**WORK ORDER**
In the records below, find each line holding the word "first" and copy it.

(Collection entries)
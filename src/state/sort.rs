//! Sort options for listing posts
//!
//! Parses the `sort` and `direction` query values accepted by `GET /api/posts`.

use super::app_state::Post;
use crate::error::AppError;
use std::str::FromStr;

/// Post field a listing can be ordered by
#[derive(Debug, Clone, Copy, PartialEq, Eq)]
pub enum SortField {
    /// Order by post title
    Title,
    /// Order by post content
    Content,
}

impl SortField {
    /// Get the text of this field on the given post
    pub fn value_of<'a>(&self, post: &'a Post) -> &'a str {
        match self {
            SortField::Title => &post.title,
            SortField::Content => &post.content,
        }
    }
}

impl FromStr for SortField {
    type Err = AppError;

    fn from_str(s: &str) -> Result<Self, Self::Err> {
        match s {
            "title" => Ok(SortField::Title),
            "content" => Ok(SortField::Content),
            _ => Err(AppError::InvalidSortField),
        }
    }
}

/// Sort direction
#[derive(Debug, Clone, Copy, PartialEq, Eq, Default)]
pub enum SortDirection {
    /// Smallest key first
    #[default]
    Asc,
    /// Largest key first
    Desc,
}

impl FromStr for SortDirection {
    type Err = AppError;

    fn from_str(s: &str) -> Result<Self, Self::Err> {
        match s {
            "asc" => Ok(SortDirection::Asc),
            "desc" => Ok(SortDirection::Desc),
            _ => Err(AppError::InvalidDirection),
        }
    }
}

#[cfg(test)]
mod tests {
    use super::*;

    #[test]
    fn test_sort_field_parse() {
        assert_eq!("title".parse::<SortField>().unwrap(), SortField::Title);
        assert_eq!("content".parse::<SortField>().unwrap(), SortField::Content);
        // Field names are matched exactly
        assert!(matches!(
            "Title".parse::<SortField>(),
            Err(AppError::InvalidSortField)
        ));
        assert!(matches!(
            "id".parse::<SortField>(),
            Err(AppError::InvalidSortField)
        ));
    }

    #[test]
    fn test_sort_direction_parse() {
        assert_eq!("asc".parse::<SortDirection>().unwrap(), SortDirection::Asc);
        assert_eq!(
            "desc".parse::<SortDirection>().unwrap(),
            SortDirection::Desc
        );
        assert!(matches!(
            "".parse::<SortDirection>(),
            Err(AppError::InvalidDirection)
        ));
        assert!(matches!(
            "up".parse::<SortDirection>(),
            Err(AppError::InvalidDirection)
        ));
        assert_eq!(SortDirection::default(), SortDirection::Asc);
    }

    #[test]
    fn test_sort_field_value_of() {
        let post = Post {
            id: 1,
            title: "Title".to_string(),
            content: "Body".to_string(),
        };
        assert_eq!(SortField::Title.value_of(&post), "Title");
        assert_eq!(SortField::Content.value_of(&post), "Body");
    }
}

**SOLVED PROBLEM**
    /// Smallest key first
    /// Largest key first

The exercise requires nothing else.